SOURCE DATA:
↓

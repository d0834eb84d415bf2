use std::{collections::BTreeMap, num::NonZeroU32, time::Duration};

use image::RgbImage;
use log::{debug, trace};
use vid_match_common::{fit_within, minimize_image, resize_img_rgb, CompositeGrid};

use crate::{
    definitions::{
        ARCHIVE_THUMB_MAX_DIMS, CELL_MAX_DIMS, FIRST_PASS_FRACTION, GO_BACKWARDS_PERCENT,
        VIDEO_STILL_USABLE,
    },
    Error, FrameDecoder, ThumbnailLayout, VideoRecord,
};

/// A composite thumbnail, plus any frames that had to be decoded to build it (keyed by
/// duration percentage and already shrunk to archival size) so the caller can persist them.
#[derive(Debug, Clone)]
pub struct Composite {
    pub image: RgbImage,
    pub new_captures: Vec<(u32, RgbImage)>,
}

/// The time at which the sample for `percent` is taken during a pass that covers
/// `fraction` percent of the video.
#[must_use]
pub fn sample_timestamp(duration_ms: u64, percent: u32, fraction: u32) -> Duration {
    Duration::from_millis(duration_ms * u64::from(percent) * u64::from(fraction) / 10_000)
}

/// Builds one composite image per video from frames sampled at the layout's percentages.
pub struct FrameCompositor<D> {
    decoder: D,
    layout: ThumbnailLayout,
}

impl<D: FrameDecoder> FrameCompositor<D> {
    pub const fn new(decoder: D, layout: ThumbnailLayout) -> Self {
        Self { decoder, layout }
    }

    /// Sample every percentage of the layout and tile the frames into a grid, cell `i` at
    /// column `i % cols`, row `i / cols`.
    ///
    /// Frames are requested starting with the last percentage so that a truncated tail is
    /// found before time is spent on the rest. If any frame cannot be decoded the whole pass
    /// is retried with every timestamp moved earlier, until too little of the video is
    /// left to be usable.
    ///
    /// `cached` holds previously captured frames by percentage. They are used in place of
    /// decoding but are still size-checked.
    ///
    /// # Errors
    /// * [`Error::UnreadableSource`] if no pass could decode every frame
    /// * [`Error::MalformedMetadata`] if any frame is larger than the video's resolution
    pub fn composite(
        &self,
        video: &VideoRecord,
        cached: &BTreeMap<u32, RgbImage>,
    ) -> Result<Composite, Error> {
        let video_dims = video.resolution();
        let (cols, rows) = self.layout.grid();
        let cell_dims = fit_within(video_dims, CELL_MAX_DIMS);
        let percentages = self.layout.percentages();

        let mut fraction = FIRST_PASS_FRACTION;
        'pass: loop {
            let mut grid = CompositeGrid::new(cols, rows, cell_dims);
            let mut new_captures = vec![];

            for (idx, &percent) in percentages.iter().enumerate().rev() {
                let frame = match cached.get(&percent) {
                    Some(frame) => frame.clone(),
                    None => {
                        let timestamp = sample_timestamp(video.duration_ms(), percent, fraction);
                        match self.decoder.capture_frame(video.path(), timestamp) {
                            Ok(frame) => {
                                new_captures.push((
                                    percent,
                                    minimize_image(&frame, ARCHIVE_THUMB_MAX_DIMS),
                                ));
                                frame
                            }
                            Err(e) => {
                                debug!(
                                    target: "frame_capture",
                                    "{}: no frame at {timestamp:?} ({e})",
                                    video.path().display()
                                );

                                fraction = fraction.saturating_sub(GO_BACKWARDS_PERCENT);
                                if fraction >= VIDEO_STILL_USABLE {
                                    continue 'pass;
                                }
                                return Err(Error::UnreadableSource);
                            }
                        }
                    }
                };

                check_frame_size(frame.dimensions(), video_dims)?;
                grid.place(idx as u32, &fit_to_cell(&frame, cell_dims));
            }

            trace!(
                target: "frame_capture",
                "{}: composited {} frames, {} newly decoded",
                video.path().display(),
                percentages.len(),
                new_captures.len()
            );

            return Ok(Composite {
                image: grid.into_image(),
                new_captures,
            });
        }
    }
}

fn check_frame_size(frame_dims: (u32, u32), video_dims: (u32, u32)) -> Result<(), Error> {
    if frame_dims.0 > video_dims.0 || frame_dims.1 > video_dims.1 {
        return Err(Error::MalformedMetadata {
            frame_dims,
            video_dims,
        });
    }
    Ok(())
}

//cells are filled edge to edge, ignoring the aspect ratio of the frame.
fn fit_to_cell(frame: &RgbImage, (cell_w, cell_h): (u32, u32)) -> RgbImage {
    match (NonZeroU32::new(cell_w), NonZeroU32::new(cell_h)) {
        (Some(w), Some(h)) => resize_img_rgb(frame, w, h),
        _ => frame.clone(),
    }
}

#[cfg(test)]
mod test {
    use std::{
        path::Path,
        sync::atomic::{AtomicU32, Ordering},
        time::UNIX_EPOCH,
    };

    use image::Rgb;
    use parking_lot::Mutex;

    use super::*;
    use crate::VideoMetadata;

    /// Serves solid frames whose shade depends on the timestamp. Fails every capture at
    /// or after `broken_after`.
    struct MockDecoder {
        frame_dims: (u32, u32),
        broken_after: Duration,
        requests: Mutex<Vec<Duration>>,
        captures: AtomicU32,
    }

    impl MockDecoder {
        fn new(frame_dims: (u32, u32), broken_after: Duration) -> Self {
            Self {
                frame_dims,
                broken_after,
                requests: Mutex::new(vec![]),
                captures: AtomicU32::new(0),
            }
        }
    }

    impl FrameDecoder for MockDecoder {
        fn video_metadata(&self, _path: &Path) -> Result<VideoMetadata, Error> {
            unreachable!("compositor never reads metadata")
        }

        fn capture_frame(&self, _path: &Path, timestamp: Duration) -> Result<RgbImage, Error> {
            self.requests.lock().push(timestamp);
            if timestamp >= self.broken_after {
                return Err(Error::Decoder("truncated".to_string()));
            }
            self.captures.fetch_add(1, Ordering::Relaxed);
            let shade = (timestamp.as_secs() % 256) as u8;
            let (w, h) = self.frame_dims;
            Ok(RgbImage::from_pixel(w, h, Rgb([shade, shade, shade])))
        }
    }

    fn video(duration_ms: u64, dims: (u32, u32)) -> VideoRecord {
        let metadata = VideoMetadata {
            duration_ms,
            width: dims.0,
            height: dims.1,
            ..VideoMetadata::default()
        };
        VideoRecord::new("/videos/v.mp4", 1, UNIX_EPOCH, &metadata)
    }

    #[test]
    fn test_timestamps_scale_with_fraction() {
        assert_eq!(sample_timestamp(100_000, 50, 100), Duration::from_secs(50));
        assert_eq!(sample_timestamp(100_000, 50, 93), Duration::from_millis(46_500));
    }

    #[test]
    fn test_frames_are_requested_last_first() {
        let decoder = MockDecoder::new((640, 480), Duration::MAX);
        let compositor = FrameCompositor::new(&decoder, ThumbnailLayout::Thumb4);

        let composite = compositor
            .composite(&video(100_000, (640, 480)), &BTreeMap::new())
            .unwrap();

        let requests = decoder.requests.lock().clone();
        let expected = [88, 64, 40, 16].map(Duration::from_secs);
        assert_eq!(requests, expected);

        //2x2 grid of 320x240 cells.
        assert_eq!(composite.image.dimensions(), (640, 480));
        assert_eq!(composite.new_captures.len(), 4);
        //cell 3 (bottom right) is the 88% frame.
        assert_eq!(composite.image.get_pixel(639, 479).0, [88, 88, 88]);
    }

    #[test]
    fn test_broken_tail_retries_earlier() {
        //the last 8% of the 100s video cannot be decoded, so 88% of 100% fails, but
        //88% of 93% (81.84s) succeeds.
        let decoder = MockDecoder::new((320, 240), Duration::from_secs(85));
        let compositor = FrameCompositor::new(&decoder, ThumbnailLayout::Thumb4);

        let composite = compositor
            .composite(&video(100_000, (320, 240)), &BTreeMap::new())
            .unwrap();

        let requests = decoder.requests.lock().clone();
        assert_eq!(requests[0], Duration::from_secs(88));
        assert_eq!(requests[1], Duration::from_millis(81_840));
        assert_eq!(requests.len(), 5);
        assert_eq!(composite.new_captures.len(), 4);
    }

    #[test]
    fn test_gives_up_when_too_little_is_usable() {
        //fractions tried: 100, 93, 86. 88% of 86% is 75.68s, still broken.
        let decoder = MockDecoder::new((320, 240), Duration::from_secs(70));
        let compositor = FrameCompositor::new(&decoder, ThumbnailLayout::Thumb4);

        let res = compositor.composite(&video(100_000, (320, 240)), &BTreeMap::new());

        assert_eq!(res.unwrap_err(), Error::UnreadableSource);
        assert_eq!(decoder.requests.lock().len(), 3);
    }

    #[test]
    fn test_oversized_frame_is_malformed_metadata() {
        let decoder = MockDecoder::new((1920, 1080), Duration::MAX);
        let compositor = FrameCompositor::new(&decoder, ThumbnailLayout::Thumb1);

        let res = compositor.composite(&video(10_000, (1280, 720)), &BTreeMap::new());

        assert!(matches!(res, Err(Error::MalformedMetadata { .. })));
    }

    #[test]
    fn test_cached_captures_skip_decoding() {
        let decoder = MockDecoder::new((320, 240), Duration::MAX);
        let compositor = FrameCompositor::new(&decoder, ThumbnailLayout::Thumb2);

        let mut cached = BTreeMap::new();
        cached.insert(64, RgbImage::from_pixel(160, 120, Rgb([200, 10, 10])));

        let composite = compositor
            .composite(&video(100_000, (320, 240)), &cached)
            .unwrap();

        assert_eq!(decoder.captures.load(Ordering::Relaxed), 1);
        assert_eq!(composite.new_captures.len(), 1);
        assert_eq!(composite.new_captures[0].0, 32);
        //the cached frame is stretched over the whole right-hand cell.
        assert_eq!(composite.image.get_pixel(639, 239).0, [200, 10, 10]);
    }

    #[test]
    fn test_oversized_cached_capture_is_rejected() {
        let decoder = MockDecoder::new((320, 240), Duration::MAX);
        let compositor = FrameCompositor::new(&decoder, ThumbnailLayout::Thumb1);

        let mut cached = BTreeMap::new();
        cached.insert(48, RgbImage::new(400, 300));

        let res = compositor.composite(&video(100_000, (320, 240)), &cached);
        assert!(matches!(res, Err(Error::MalformedMetadata { .. })));
        assert_eq!(decoder.captures.load(Ordering::Relaxed), 0);
    }
}
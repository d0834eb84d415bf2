use serde::{Deserialize, Serialize};

use crate::HashSlots;

//Side length of the grayscale square that the perceptual hash DCT is performed on.
pub const PHASH_SAMPLE_SIZE: u32 = 32;

//Side length of the top-left block of DCT coefficients that become hash bits.
pub const PHASH_LOW_FREQ_SIZE: usize = 8;

pub const HASH_BITS: u32 = (PHASH_LOW_FREQ_SIZE * PHASH_LOW_FREQ_SIZE) as u32;

//Side length of the grayscale matrices kept for structural similarity.
pub const SSIM_MATRIX_SIZE: u32 = 16;

//A phash sample whose summed absolute difference from its first pixel falls below this
//is considered monochrome and gets a zero hash.
pub const ALMOST_BLACK: u64 = 1500;

/// In hybrid mode the slow score is only computed once the fast score reaches at least this
/// many matching bits (or the fast lower bound, whichever is higher).
pub const CLOSE_ENOUGH_BITS: u32 = 44;

//Videos whose durations differ by no more than this get the same-duration bonus.
pub const SAME_DURATION_WINDOW_MS: u64 = 1000;

pub const SEGMENTED_HASH_SLOTS: usize = 16;

//Sampling retry policy. Every capture pass samples at `percent * fraction / 100` of the
//duration. A failed pass retries with the fraction reduced by the backward step.
pub const FIRST_PASS_FRACTION: u32 = 100;
pub const GO_BACKWARDS_PERCENT: u32 = 7;
pub const VIDEO_STILL_USABLE: u32 = 86;

/// Largest size of a single cell of the composite thumbnail.
pub const CELL_MAX_DIMS: (u32, u32) = (320, 240);

/// Largest size of the archival thumbnail and of cached per-offset captures.
pub const ARCHIVE_THUMB_MAX_DIMS: (u32, u32) = (448, 336);

pub const THUMB_JPEG_QUALITY: u8 = 60;

/// Default fast band: a pair matches when `57 < matching bits <= 64`.
pub const DEFAULT_FAST_LOWER: u32 = 57;
pub const DEFAULT_FAST_UPPER: u32 = 64;

/// Default slow band. The upper bound sits above the best attainable adjusted slow score
/// (1.0 plus the same-duration bonus) so that identical videos still match.
pub const DEFAULT_SLOW_LOWER: f64 = 0.89;
pub const DEFAULT_SLOW_UPPER: f64 = 2.0;

pub const DEFAULT_SAME_DURATION_BONUS: u32 = 1;
pub const DEFAULT_DIFFERENT_DURATION_PENALTY: u32 = 4;

/// 50 MiB
pub const DEFAULT_MIN_SIZE_BYTES: u64 = 50 * 1024 * 1024;

/// 5 minutes
pub const DEFAULT_MIN_DURATION_MS: u64 = 300_000;

pub const DEFAULT_SSIM_BLOCK_SIZE: u32 = 16;

/// Files whose names contain this are never matched.
pub const DEFAULT_BAD_NAME_PATTERN: &str = "error";

/// How many frames are sampled from a video, where in the video they come from, and how they
/// are laid out in the composite thumbnail.
#[derive(Debug, Clone, Copy, PartialEq, Eq, PartialOrd, Ord, Hash, Default, Serialize, Deserialize)]
pub enum ThumbnailLayout {
    Thumb1,
    Thumb2,
    Thumb3,
    Thumb4,
    Thumb6,
    Thumb9,
    #[default]
    Thumb12,
    Thumb16,
    /// 4x4 grid of the same offsets as `Thumb16`, but each cell is hashed on its own.
    Segmented,
}

impl ThumbnailLayout {
    pub const ALL: [Self; 9] = [
        Self::Thumb1,
        Self::Thumb2,
        Self::Thumb3,
        Self::Thumb4,
        Self::Thumb6,
        Self::Thumb9,
        Self::Thumb12,
        Self::Thumb16,
        Self::Segmented,
    ];

    /// Look up a whole-thumbnail layout by its number of frames.
    #[must_use]
    pub fn from_num_frames(num_frames: u32) -> Option<Self> {
        Self::ALL
            .into_iter()
            .filter(|layout| *layout != Self::Segmented)
            .find(|layout| layout.percentages().len() == num_frames as usize)
    }

    /// (columns, rows)
    #[must_use]
    pub const fn grid(self) -> (u32, u32) {
        match self {
            Self::Thumb1 => (1, 1),
            Self::Thumb2 => (2, 1),
            Self::Thumb3 => (3, 1),
            Self::Thumb4 => (2, 2),
            Self::Thumb6 => (3, 2),
            Self::Thumb9 => (3, 3),
            Self::Thumb12 => (4, 3),
            Self::Thumb16 | Self::Segmented => (4, 4),
        }
    }

    /// Offsets into the video, in percent of its duration, one per grid cell.
    #[must_use]
    pub const fn percentages(self) -> &'static [u32] {
        match self {
            Self::Thumb1 => &[48],
            Self::Thumb2 => &[32, 64],
            Self::Thumb3 => &[24, 48, 72],
            Self::Thumb4 => &[16, 40, 64, 88],
            Self::Thumb6 => &[8, 24, 40, 56, 72, 88],
            Self::Thumb9 => &[8, 16, 24, 40, 48, 56, 72, 80, 88],
            Self::Thumb12 => &[8, 16, 24, 32, 40, 48, 56, 64, 72, 80, 88, 96],
            Self::Thumb16 | Self::Segmented => {
                &[8, 16, 24, 32, 36, 40, 48, 52, 56, 60, 64, 68, 72, 80, 88, 96]
            }
        }
    }

    #[must_use]
    pub const fn hash_slots(self) -> HashSlots {
        match self {
            Self::Segmented => HashSlots::Segmented,
            _ => HashSlots::Whole,
        }
    }
}
use bitvec::prelude::*;
use image::GrayImage;
use ndarray::prelude::*;

use crate::definitions::{ALMOST_BLACK, HASH_BITS, PHASH_LOW_FREQ_SIZE, PHASH_SAMPLE_SIZE};

use super::raw_dct_ops::dct_2d;

/// True if the sample is (almost) one flat colour: the summed absolute difference of every
/// pixel from the first pixel is below [`ALMOST_BLACK`].
pub fn is_monochrome(sample: &GrayImage) -> bool {
    let mut pixels = sample.as_raw().iter().copied();
    let Some(first) = pixels.next() else {
        return true;
    };

    let shades_of_gray: u64 = pixels.map(|p| u64::from(first.abs_diff(p))).sum();
    shades_of_gray < ALMOST_BLACK
}

/// The 64 bit perceptual hash of a square grayscale sample (normally
/// [`PHASH_SAMPLE_SIZE`] x [`PHASH_SAMPLE_SIZE`]).
///
/// Bit `i` corresponds to low frequency DCT coefficient `(i / 8, i % 8)` and is set if that
/// coefficient is greater than the mean of the 63 non-DC coefficients. Monochrome samples
/// hash to zero, which marks the slot as unusable.
pub fn phash(sample: &GrayImage) -> u64 {
    debug_assert_eq!(sample.dimensions(), (PHASH_SAMPLE_SIZE, PHASH_SAMPLE_SIZE));

    if is_monochrome(sample) {
        return 0;
    }

    let (width, height) = sample.dimensions();
    let matrix = Array2::from_shape_fn((height as usize, width as usize), |(y, x)| {
        f64::from(sample.get_pixel(x as u32, y as u32).0[0])
    });

    let dct = dct_2d(&matrix);
    let low_freqs = dct.slice(s![..PHASH_LOW_FREQ_SIZE, ..PHASH_LOW_FREQ_SIZE]);

    //the DC coefficient is very large compared to the rest, so leave it out of the mean.
    let dc = low_freqs[[0, 0]];
    let average = (low_freqs.sum() - dc) / f64::from(HASH_BITS - 1);

    // Pack the raw bits of the hash into a bit vector.
    let mut bitarr: BitArray<[u64; 1], Lsb0> = BitArray::ZERO;
    for (mut bitarr_val, coef) in bitarr.iter_mut().zip(low_freqs.iter()) {
        *bitarr_val = *coef > average;
    }

    bitarr.into_inner()[0]
}

#[cfg(test)]
mod test {
    use image::Luma;

    use super::*;

    fn sample_from_fn(f: impl Fn(u32, u32) -> u8) -> GrayImage {
        GrayImage::from_fn(PHASH_SAMPLE_SIZE, PHASH_SAMPLE_SIZE, |x, y| Luma([f(x, y)]))
    }

    #[test]
    fn test_uniform_sample_hashes_to_zero() {
        for shade in [0, 17, 128, 255] {
            assert_eq!(phash(&sample_from_fn(|_, _| shade)), 0);
        }
    }

    #[test]
    fn test_faint_noise_still_counts_as_monochrome() {
        //1023 pixels, one of which differs by 1: well under the threshold.
        let sample = sample_from_fn(|x, y| if (x, y) == (5, 5) { 11 } else { 10 });
        assert!(is_monochrome(&sample));
        assert_eq!(phash(&sample), 0);
    }

    #[test]
    fn test_gradient_hashes_nonzero() {
        let sample = sample_from_fn(|x, y| (x * 4 + y * 2) as u8);
        assert!(!is_monochrome(&sample));
        assert_ne!(phash(&sample), 0);
    }

    #[test]
    fn test_brightness_shift_keeps_hash() {
        // adding a constant only changes the DC coefficient, which the mean ignores.
        let base = |x: u32, y: u32| ((x * 5 + y * 3) % 97) as u8;
        let dark = sample_from_fn(base);
        let light = sample_from_fn(|x, y| base(x, y) + 40);

        assert_eq!(phash(&dark), phash(&light));
    }

    #[test]
    fn test_mirrored_content_hashes_differently() {
        let sample = sample_from_fn(|x, y| (x * 6 + y) as u8);
        let mirrored = sample_from_fn(|x, y| ((PHASH_SAMPLE_SIZE - 1 - x) * 6 + y) as u8);

        let distance = (phash(&sample) ^ phash(&mirrored)).count_ones();
        assert!(distance > 0);
    }
}
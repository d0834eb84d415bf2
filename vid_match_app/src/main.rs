#![allow(clippy::let_and_return)]
#![allow(clippy::len_without_is_empty)]
#![warn(clippy::cast_lossless)]
#![warn(clippy::print_stdout)]
#![warn(clippy::print_stderr)]
#![allow(clippy::doc_markdown)]
#![allow(clippy::cast_possible_truncation)]
#![allow(clippy::cast_precision_loss)]

#[macro_use]
extern crate log;

mod app;

fn main() {
    let return_code = app::run_app();
    std::process::exit(return_code)
}
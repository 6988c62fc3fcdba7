// SPDX-License-Identifier: BUSL-1.1
// Copyright (c) 2026 Alfred Jean LLC

// Allow panic!/unwrap/expect in test code
#![cfg_attr(test, allow(clippy::panic))]
#![cfg_attr(test, allow(clippy::unwrap_used))]
#![cfg_attr(test, allow(clippy::expect_used))]

//! viracochan-signing: Schnorr signatures over config chain checkpoints

pub mod signer;

pub use signer::{verify_chain_signatures, verify_config, SignError, SignedConfig, Signer};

↑

WHAT TO DO: Output the lines above exactly, but only those between the line holding "pub const CLOSE_ENOUGH_BITS: u32 = 44;" and the line holding "in the composite thumbnail.", inclusive.

ANSWER SPACE:
pub const CLOSE_ENOUGH_BITS: u32 = 44;

//Videos whose durations differ by no more than this get the same-duration bonus.
pub const SAME_DURATION_WINDOW_MS: u64 = 1000;

pub const SEGMENTED_HASH_SLOTS: usize = 16;

//Sampling retry policy. Every capture pass samples at `percent * fraction / 100` of the
//duration. A failed pass retries with the fraction reduced by the backward step.
pub const FIRST_PASS_FRACTION: u32 = 100;
pub const GO_BACKWARDS_PERCENT: u32 = 7;
pub const VIDEO_STILL_USABLE: u32 = 86;

/// Largest size of a single cell of the composite thumbnail.
pub const CELL_MAX_DIMS: (u32, u32) = (320, 240);

/// Largest size of the archival thumbnail and of cached per-offset captures.
pub const ARCHIVE_THUMB_MAX_DIMS: (u32, u32) = (448, 336);

pub const THUMB_JPEG_QUALITY: u8 = 60;

/// Default fast band: a pair matches when `57 < matching bits <= 64`.
pub const DEFAULT_FAST_LOWER: u32 = 57;
pub const DEFAULT_FAST_UPPER: u32 = 64;

/// Default slow band. The upper bound sits above the best attainable adjusted slow score
/// (1.0 plus the same-duration bonus) so that identical videos still match.
pub const DEFAULT_SLOW_LOWER: f64 = 0.89;
pub const DEFAULT_SLOW_UPPER: f64 = 2.0;

pub const DEFAULT_SAME_DURATION_BONUS: u32 = 1;
pub const DEFAULT_DIFFERENT_DURATION_PENALTY: u32 = 4;

/// 50 MiB
pub const DEFAULT_MIN_SIZE_BYTES: u64 = 50 * 1024 * 1024;

/// 5 minutes
pub const DEFAULT_MIN_DURATION_MS: u64 = 300_000;

pub const DEFAULT_SSIM_BLOCK_SIZE: u32 = 16;

/// Files whose names contain this are never matched.
pub const DEFAULT_BAD_NAME_PATTERN: &str = "error";

/// How many frames are sampled from a video, where in the video they come from, and how they
/// are laid out in the composite thumbnail.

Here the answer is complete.